Ok, I've avoided the subject long enough. I'm going to be 61 in another few weeks so thought I would dwell a little on the pros and cons of getting old....er.
Here are what I believe to be the top 10 reasons why it sucks to get old and the top 10 reasons why it is AWESOME!!
Always wanting to leave here on a positive note, I will start with the reasons why it sucks.
10.
Every freakin part of me hurts. Yeah, yeah, I know, need to exercise more and lose weight. Not so easy when the arthritis has kicked in and you feel blessed if you can get out of bed in the morning and not limp to the John. (hasn't happened for at least a year now) Unlike when I was younger, I can eat less, a LOT less actually and still not lose a pound. Eventually, you just say, 'To hell with it. I'm old now. I can do what I want!'
9.
Memory is not what it used to be. In the past, on very rare occasions, I would walk into a room and forget what I went in there for. Now, it's pretty common. After researching how the brain works and finding out it slowly deteriorates over time, you get to the point where you say, 'To hell with it. I'm old now. What's so damned important anyway??'
8.
The medical procedures. Good grief, there are colonoscopies, egd's, cat scans, mri's, heart caths, stress tests, skin biopsies, mammograms, surgeries and on and on and on. If there was a cure for old age, I'm sure it's been buried with the Q (lost biblical scripture) so doctors will never have to worry about going out of business.
7.
The cost of medications! I literally take 7 pills a day! Five in the morning and two at night. I'm told they're keeping me alive, but you can't convince me by how I feel when I get out of bed!
6.
Reflexes aren't what they used to be. Response time when driving has been altered. I think I'm still a pretty good driver, but it scares the hell out of me when I see someone use a walker like Tim Conway's bit to get into their car and drive away. If they can't pick up their feet without a walker, how are they going to lift it to put their foot on the brake in a hurry? And then I realize that's going to be me someday. YES!! I SAID SOMEDAY!! SHUT UP!
5.
Your hair gets thinner and your belly gets bigger. I used to have the thickest hair of all my friends and the smallest stomach. (I have pictures to prove it) Now, I could knit a sweater with the hair that's left in the shower.
4.
Old age spots. They're just gross. And why the hell do they always have to be on your hands where EVERYONE can see them?
3.
Old people always talk about their bowel movements. I'm not sure what the fascination is with feces when you get old and forturnately I'm not THAT old yet, but I've already told my daughter, if I EVER start that crap (pun intended) to put me out of everyone's misery. I was a little unnerved when she replied, "No problem."
2.
More life at the end of the money. Budgeting takes on a whole new meaning when you get older.
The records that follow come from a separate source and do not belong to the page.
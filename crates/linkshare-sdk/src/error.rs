use thiserror::Error;

#[derive(Debug, Error)]
pub enum SdkError {
    #[error("invalid post: {0}")]
    Validation(#[from] linkshare_gate::ValidationError),

    #[error("like refused: {0}")]
    Gate(#[from] linkshare_gate::GateError),

    #[error("remote error: {0}")]
    Remote(#[from] linkshare_remote::RemoteError),

    #[error("invalid configuration: {0}")]
    Config(String),

    #[error("config parse error: {0}")]
    ConfigParse(#[from] toml::de::Error),

    #[error("config encode error: {0}")]
    ConfigEncode(#[from] toml::ser::Error),

    #[error("I/O error: {0}")]
    Io(#[from] std::io::Error),
}

pub type SdkResult<T> = Result<T, SdkError>;
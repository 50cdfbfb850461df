use std::collections::HashSet;

use linkshare_types::PostId;
use tracing::debug;

use crate::error::GateError;

/// Posts this session has liked.
///
/// Lives exactly as long as the session that owns it and is never
/// persisted, so a restarted client may like the same post again. Check
/// and admit run on the session's single thread, which keeps the pair
/// atomic.
#[derive(Clone, Debug, Default)]
pub struct LikeGate {
    liked: HashSet<PostId>,
}

impl LikeGate {
    pub fn new() -> Self {
        Self::default()
    }

    /// Decide whether a like of `id` may proceed.
    ///
    /// The already-liked check runs before the existence check, so a post
    /// liked earlier and since evicted still reports `AlreadyLiked`.
    pub fn check(&self, id: &PostId, exists: bool) -> Result<(), GateError> {
        if self.liked.contains(id) {
            debug!(%id, "like refused: already liked");
            return Err(GateError::AlreadyLiked { id: id.clone() });
        }
        if !exists {
            debug!(%id, "like refused: not found");
            return Err(GateError::NotFound { id: id.clone() });
        }
        Ok(())
    }

    /// Record a successful like. Returns `false` if it was already recorded.
    pub fn admit(&mut self, id: PostId) -> bool {
        self.liked.insert(id)
    }

    pub fn contains(&self, id: &PostId) -> bool {
        self.liked.contains(id)
    }

    pub fn len(&self) -> usize {
        self.liked.len()
    }

    pub fn is_empty(&self) -> bool {
        self.liked.is_empty()
    }
}
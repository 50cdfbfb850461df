//! Local replica for LinkShare.
//!
//! This crate turns the unordered, possibly duplicated, possibly partial
//! stream of remote nodes into one authoritative local view. It provides:
//! - [`LocalStore`]: bounded, deduplicated record store with an explicit
//!   retention and merge policy
//! - [`ReplicaIngestor`]: live subscription or one-shot fetch folding
//!   remote nodes into the store
//! - Record decoding that drops tombstones and partial nodes
//! - [`ProjectionEngine`]: Home / Recent / Trending / Search views

pub mod codec;
pub mod error;
pub mod ingest;
pub mod projection;
pub mod store;

pub use codec::{decode_record, encode_like_count, encode_record};
pub use error::MalformedRecord;
pub use ingest::{apply_update, IngestReport, ReplicaIngestor};
pub use projection::{FeedTab, ProjectionEngine, ProjectionLimits};
pub use store::{LocalStore, MergePolicy, Retention, Upsert, DEFAULT_RETENTION_CAP};
//! Loosely-typed records as returned by the board data source.
//!
//! The data source hands out identifiers and positions either as JSON numbers
//! or as numeric strings, and flags as `"1"`/`"0"` strings. These records keep
//! the data source's field names, and fields they do not know are collected in
//! `extra` so a record written back keeps them. Known fields of a record rebuilt
//! from its typed form are written in normalized form (numbers for ids and
//! positions). The typed domain objects are built from these records with the
//! coercion helpers below.

use serde::{Deserialize, Serialize};
use serde_json::{Map, Value};

/// Raw board record
#[derive(Debug, Clone, Default, Serialize, Deserialize)]
pub struct RawBoard {
    #[serde(default)]
    pub id: Value,
    #[serde(default)]
    pub name: String,
    #[serde(default)]
    pub is_active: Value,
    #[serde(rename = "ownColumn", default)]
    pub own_column: Vec<RawColumn>,
    #[serde(rename = "ownCategory", default)]
    pub own_category: Vec<RawCategory>,
    #[serde(rename = "sharedUser", default)]
    pub shared_user: Vec<RawUser>,
    #[serde(flatten)]
    pub extra: Map<String, Value>,
}

/// Raw column record
#[derive(Debug, Clone, Default, Serialize, Deserialize)]
pub struct RawColumn {
    #[serde(default)]
    pub id: Value,
    #[serde(default)]
    pub name: String,
    #[serde(default)]
    pub position: Value,
    #[serde(default)]
    pub board_id: Value,
    #[serde(rename = "ownTask", default)]
    pub own_task: Vec<RawTask>,
    #[serde(flatten)]
    pub extra: Map<String, Value>,
}

/// Raw task record
#[derive(Debug, Clone, Default, Serialize, Deserialize)]
pub struct RawTask {
    #[serde(default)]
    pub id: Value,
    #[serde(default)]
    pub title: String,
    #[serde(default, skip_serializing_if = "Option::is_none")]
    pub description: Option<String>,
    #[serde(default, skip_serializing_if = "Option::is_none")]
    pub color: Option<String>,
    #[serde(default)]
    pub column_id: Value,
    #[serde(default)]
    pub position: Value,
    #[serde(default, alias = "sharedUser")]
    pub assignees: Vec<RawUser>,
    #[serde(default, alias = "sharedCategory")]
    pub categories: Vec<RawCategory>,
    #[serde(flatten)]
    pub extra: Map<String, Value>,
}

/// Raw category record
#[derive(Debug, Clone, Default, Serialize, Deserialize)]
pub struct RawCategory {
    #[serde(default)]
    pub id: Value,
    #[serde(default)]
    pub name: String,
    #[serde(default, skip_serializing_if = "Option::is_none")]
    pub default_task_color: Option<String>,
    #[serde(flatten)]
    pub extra: Map<String, Value>,
}

/// Raw user record
#[derive(Debug, Clone, Default, Serialize, Deserialize)]
pub struct RawUser {
    #[serde(default)]
    pub id: Value,
    #[serde(default)]
    pub username: String,
    #[serde(default)]
    pub email: String,
    #[serde(default)]
    pub default_board_id: Value,
    #[serde(default)]
    pub security_level: Value,
    #[serde(default)]
    pub user_option_id: Value,
    #[serde(default)]
    pub last_login: Value,
    #[serde(default)]
    pub board_access: Vec<Value>,
    #[serde(flatten)]
    pub extra: Map<String, Value>,
}

/// Converts a number or numeric string to an integer.
///
/// Integral decimals such as `"5.0"` count as numbers. Returns `None` for
/// anything else: missing values, text, fractional numbers, arrays and objects.
pub fn coerce_number(value: &Value) -> Option<i64> {
    match value {
        Value::Number(n) => n.as_i64().or_else(|| n.as_f64().and_then(integral)),
        Value::String(s) => {
            let trimmed = s.trim();
            if trimmed.is_empty() {
                Some(0)
            } else {
                trimmed
                    .parse::<i64>()
                    .ok()
                    .or_else(|| trimmed.parse::<f64>().ok().and_then(integral))
            }
        }
        _ => None,
    }
}

fn integral(f: f64) -> Option<i64> {
    (f.is_finite() && f.fract() == 0.0 && f.abs() < i64::MAX as f64).then(|| f as i64)
}

/// Converts an identifier-like value to an id. Negative numbers are not ids.
pub fn coerce_id(value: &Value) -> Option<u64> {
    coerce_number(value).and_then(|n| u64::try_from(n).ok())
}

/// Flags are active only when they are exactly the string `"1"`.
pub fn is_flag_set(value: &Value) -> bool {
    matches!(value, Value::String(s) if s == "1")
}
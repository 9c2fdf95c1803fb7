use crate::{
    domain::{raw::coerce_id, Column, RawBoard, RawCategory, RawColumn, RawUser},
    error::{Result, TaskboardError},
    storage::BoardStore,
};
use async_trait::async_trait;
use serde_json::Value;
use std::path::{Path, PathBuf};
use tokio::{fs, sync::Mutex};
use tracing::debug;

/// File-based board store keeping every board in a single JSON document
pub struct FileBoardStore {
    root_path: PathBuf,
    write_lock: Mutex<()>,
}

impl FileBoardStore {
    const DATA_DIR: &'static str = ".taskboard";
    const BOARDS_FILE: &'static str = "boards.json";

    /// Creates a new FileBoardStore for the given project root
    pub fn new(project_root: impl AsRef<Path>) -> Self {
        Self {
            root_path: project_root.as_ref().join(Self::DATA_DIR),
            write_lock: Mutex::new(()),
        }
    }

    fn boards_file(&self) -> PathBuf {
        self.root_path.join(Self::BOARDS_FILE)
    }

    async fn ensure_directory_exists(&self, path: &Path) -> Result<()> {
        if !path.exists() {
            fs::create_dir_all(path).await?;
        }
        Ok(())
    }

    /// Creates the data directory and an empty board list
    pub async fn initialize(&self) -> Result<()> {
        self.ensure_directory_exists(&self.root_path).await?;

        if !self.boards_file().exists() {
            self.write_boards(&[]).await?;
        }

        Ok(())
    }

    pub async fn is_initialized(&self) -> bool {
        self.root_path.exists() && self.boards_file().exists()
    }

    /// Replaces the stored board list
    pub async fn save_boards(&self, boards: &[RawBoard]) -> Result<()> {
        let _guard = self.write_lock.lock().await;
        self.write_boards(boards).await
    }

    async fn write_boards(&self, boards: &[RawBoard]) -> Result<()> {
        self.ensure_directory_exists(&self.root_path).await?;

        let json = serde_json::to_string_pretty(boards)?;
        fs::write(self.boards_file(), json).await?;
        Ok(())
    }

    async fn read_boards(&self) -> Result<Vec<RawBoard>> {
        let boards_file = self.boards_file();

        if !boards_file.exists() {
            debug!(path = %boards_file.display(), "No boards stored yet");
            return Ok(Vec::new());
        }

        let contents = fs::read_to_string(&boards_file).await?;
        let boards: Vec<RawBoard> = serde_json::from_str(&contents)?;
        Ok(boards)
    }
}

#[async_trait]
impl BoardStore for FileBoardStore {
    async fn fetch_boards(&self) -> Result<Vec<RawBoard>> {
        self.read_boards().await
    }

    async fn update_column(&self, column: &Column) -> Result<()> {
        let _guard = self.write_lock.lock().await;

        if !self.is_initialized().await {
            return Err(TaskboardError::StorageError(
                "Board store not initialized".to_string(),
            ));
        }

        let mut boards = self.read_boards().await?;

        let mut updated = RawColumn::from(column);
        restore_task_references(&boards, &mut updated);

        let slot = boards
            .iter_mut()
            .flat_map(|board| board.own_column.iter_mut())
            .find(|raw| coerce_id(&raw.id) == Some(column.id))
            .ok_or(TaskboardError::ColumnNotFound(column.id))?;
        *slot = updated;

        self.write_boards(&boards).await?;
        debug!(column_id = column.id, tasks = column.tasks.len(), "Column saved");
        Ok(())
    }
}

/// Puts back the stored user and category records the column's tasks refer to,
/// so their fields are written exactly as they were stored
fn restore_task_references(stored: &[RawBoard], column: &mut RawColumn) {
    for task in &mut column.own_task {
        for user in &mut task.assignees {
            if let Some(found) = find_user(stored, &user.id) {
                *user = found.clone();
            }
        }
        for category in &mut task.categories {
            if let Some(found) = find_category(stored, &category.id) {
                *category = found.clone();
            }
        }
    }
}

fn find_user<'a>(stored: &'a [RawBoard], id: &Value) -> Option<&'a RawUser> {
    let id = coerce_id(id)?;
    stored
        .iter()
        .flat_map(|board| {
            let assignees = board
                .own_column
                .iter()
                .flat_map(|column| column.own_task.iter())
                .flat_map(|task| task.assignees.iter());
            assignees.chain(board.shared_user.iter())
        })
        .find(|user| coerce_id(&user.id) == Some(id))
}

fn find_category<'a>(stored: &'a [RawBoard], id: &Value) -> Option<&'a RawCategory> {
    let id = coerce_id(id)?;
    stored
        .iter()
        .flat_map(|board| {
            let tagged = board
                .own_column
                .iter()
                .flat_map(|column| column.own_task.iter())
                .flat_map(|task| task.categories.iter());
            tagged.chain(board.own_category.iter())
        })
        .find(|category| coerce_id(&category.id) == Some(id))
}
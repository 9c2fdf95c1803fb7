use thiserror::Error;

pub type Result<T> = std::result::Result<T, TaskboardError>;

#[derive(Debug, Error)]
pub enum TaskboardError {
    #[error("Column not found: {0}")]
    ColumnNotFound(u64),

    #[error("Task not found: {0}")]
    TaskNotFound(u64),

    #[error("Invalid record: {0}")]
    InvalidRecord(String),

    #[error("Storage error: {0}")]
    StorageError(String),

    #[error("IO error: {0}")]
    IoError(#[from] std::io::Error),

    #[error("Serialization error: {0}")]
    SerializationError(#[from] serde_json::Error),

    #[error("Configuration error: {0}")]
    ConfigError(String),

    #[error("No active board")]
    NoActiveBoard,
}
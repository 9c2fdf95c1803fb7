use crate::domain::User;
use crate::session::{BoardUpdate, Strings};
use crate::storage::BoardStore;
use crate::view::BoardViewEvent;
use std::sync::Arc;
use tokio::{
    sync::{broadcast, mpsc, watch},
    task::JoinHandle,
};
use tracing::{debug, error, warn, Instrument};

/// Upstream channels the board screen listens to
pub struct ViewSources {
    pub strings: watch::Receiver<Strings>,
    pub user: watch::Receiver<Option<User>>,
    /// Raw `id` route parameter
    pub route: watch::Receiver<Option<String>>,
    pub active_board: broadcast::Receiver<BoardUpdate>,
    pub store: Arc<dyn BoardStore>,
}

/// Forwarders from every upstream channel into the view's event queue.
///
/// All forwarders are released together when this guard is dropped.
pub struct Subscriptions {
    handles: Vec<JoinHandle<()>>,
}

impl Subscriptions {
    pub fn attach(sources: ViewSources, events: mpsc::Sender<BoardViewEvent>) -> Self {
        let ViewSources {
            strings,
            user,
            route,
            active_board,
            store,
        } = sources;

        let handles = vec![
            forward_watch(strings, events.clone(), BoardViewEvent::StringsChanged),
            fetch_boards(store, events.clone()),
            forward_active_board(active_board, events.clone()),
            forward_watch(user, events.clone(), BoardViewEvent::UserChanged),
            forward_watch(route, events, BoardViewEvent::RouteChanged),
        ];
        debug!(count = handles.len(), "Board view subscribed");

        Self { handles }
    }

    pub fn len(&self) -> usize {
        self.handles.len()
    }

    pub fn is_empty(&self) -> bool {
        self.handles.is_empty()
    }

    pub fn unsubscribe_all(&mut self) {
        if self.handles.is_empty() {
            return;
        }

        debug!(count = self.handles.len(), "Board view unsubscribed");
        for handle in self.handles.drain(..) {
            handle.abort();
        }
    }
}

impl Drop for Subscriptions {
    fn drop(&mut self) {
        self.unsubscribe_all();
    }
}

/// Sends the current value, then every change, until either side goes away
fn forward_watch<T, F>(
    mut source: watch::Receiver<T>,
    events: mpsc::Sender<BoardViewEvent>,
    wrap: F,
) -> JoinHandle<()>
where
    T: Clone + Send + Sync + 'static,
    F: Fn(T) -> BoardViewEvent + Send + 'static,
{
    tokio::spawn(
        async move {
            loop {
                let value = T::clone(&source.borrow_and_update());
                if events.send(wrap(value)).await.is_err() {
                    break;
                }
                if source.changed().await.is_err() {
                    break;
                }
            }
        }
        .in_current_span(),
    )
}

fn forward_active_board(
    mut source: broadcast::Receiver<BoardUpdate>,
    events: mpsc::Sender<BoardViewEvent>,
) -> JoinHandle<()> {
    tokio::spawn(
        async move {
            loop {
                match source.recv().await {
                    Ok(update) => {
                        if events
                            .send(BoardViewEvent::ActiveBoardChanged(update))
                            .await
                            .is_err()
                        {
                            break;
                        }
                    }
                    Err(broadcast::error::RecvError::Lagged(skipped)) => {
                        warn!(skipped, "Active board updates skipped");
                    }
                    Err(broadcast::error::RecvError::Closed) => break,
                }
            }
        }
        .in_current_span(),
    )
}

/// A failed fetch leaves the view loading
fn fetch_boards(store: Arc<dyn BoardStore>, events: mpsc::Sender<BoardViewEvent>) -> JoinHandle<()> {
    tokio::spawn(
        async move {
            match store.fetch_boards().await {
                Ok(boards) => {
                    let _ = events.send(BoardViewEvent::BoardsFetched(boards)).await;
                }
                Err(err) => error!(error = %err, "Failed to fetch boards"),
            }
        }
        .in_current_span(),
    )
}
//! Application-session collaborators shared between screens: localized strings,
//! the active board channel and navigation.

use crate::domain::Board;
use serde::{Deserialize, Serialize};
use std::collections::HashMap;
use std::sync::{
    atomic::{AtomicU64, Ordering},
    Arc,
};
use tokio::sync::broadcast;
use tracing::debug;

/// Localized display strings keyed by string id
#[derive(Debug, Clone, Default, PartialEq, Eq, Serialize, Deserialize)]
#[serde(transparent)]
pub struct Strings(HashMap<String, String>);

impl Strings {
    pub fn new(entries: HashMap<String, String>) -> Self {
        Self(entries)
    }

    /// Text for a key, or the key itself when no translation is loaded
    pub fn get<'a>(&'a self, key: &'a str) -> &'a str {
        self.0.get(key).map(String::as_str).unwrap_or(key)
    }
}

impl<K, V> FromIterator<(K, V)> for Strings
where
    K: Into<String>,
    V: Into<String>,
{
    fn from_iter<I: IntoIterator<Item = (K, V)>>(iter: I) -> Self {
        Self(iter.into_iter().map(|(k, v)| (k.into(), v.into())).collect())
    }
}

/// A board published on the hub, tagged with the publisher that sent it
#[derive(Debug, Clone, PartialEq)]
pub struct BoardUpdate {
    pub origin: u64,
    pub board: Board,
}

/// Publishes the board selected on any screen so every observer stays in sync
#[derive(Debug, Clone)]
pub struct ActiveBoardHub {
    sender: broadcast::Sender<BoardUpdate>,
    origins: Arc<AtomicU64>,
}

impl ActiveBoardHub {
    const CAPACITY: usize = 16;

    pub fn new() -> Self {
        let (sender, _) = broadcast::channel(Self::CAPACITY);
        Self {
            sender,
            origins: Arc::new(AtomicU64::new(0)),
        }
    }

    /// Hands out a publisher id, unique across clones of this hub
    pub fn register(&self) -> u64 {
        self.origins.fetch_add(1, Ordering::Relaxed) + 1
    }

    /// Publishes a board; returns how many observers received it
    pub fn publish(&self, origin: u64, board: Board) -> usize {
        let board_id = board.id;
        match self.sender.send(BoardUpdate { origin, board }) {
            Ok(receivers) => receivers,
            Err(_) => {
                debug!(board_id, origin, "Active board published with no observers");
                0
            }
        }
    }

    pub fn subscribe(&self) -> broadcast::Receiver<BoardUpdate> {
        self.sender.subscribe()
    }
}

impl Default for ActiveBoardHub {
    fn default() -> Self {
        Self::new()
    }
}

/// Requests route changes from the application shell
pub trait Navigator: Send + Sync {
    fn navigate(&self, route: &str);
}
And the number one reason it sucks to get older.
1.
You become invisible. There was a time when I could turn a head or two. Not beautiful, but not offensive to look at. But when women get older, people seem to look right through you and you wonder when you became invisible. So those are the reasons it sucks.
NOW let me tell you why it's WONDERFUL to get older.
10.
You can say whatever the hell you want. People expect old people to become eccentric and say stupid stuff. This comes in handy when you want to give your doctor shit about all the medications you're taking.
9.
You can eat ice cream every day if you want to. (Remember number 10 from the other list?) And now they have those neat individual serving sizes to reduce the quilt levels even more! Than you, Edys!! I love you!!
8.
You can go to bed early. Thank God for our DVR or we wouldn't have anything to watch while we're having our morning coffee!
7.
You don't have to shop if you don't want to. When you get older, people don't expect presents.....they expect money in those cool money envelopes you get from the bank.
6.
You can feign deafness. At least Bob does.....all the time.....especially when I'm the one talking!
5.
Being a grandparent is loads more fun than being a parent. We always threatened our kids that when we became grandparents, we would teach their children to put their feet up on the coffee table, stuff candy wrappers in the couch, play practical jokes, and load them up with sugar right before mom and dad get home. I think we're keeping up our end of this bargain nicely.
4.
Rocking your grandchild to sleep. There are no words to describe it.
3.
Turning over the holiday responsibilities to the younger generation. No one expects old people to do all that work, right? My daughter still makes me cook some stuff, but we go to her house now so she's the one who has to clean!
2.
People respect my opinions and experience. (At least they humor me and let me think so)
1.
The prospect of retiring. After working for nearly 50 years, retiring and doing exactly what I want every day is a delicious future goal. If you've been reading along on my blog, all I can say is, if I die before I get to retire and before my house remodeling is fininshed, I'm going to be TOTALLY PISSED!!!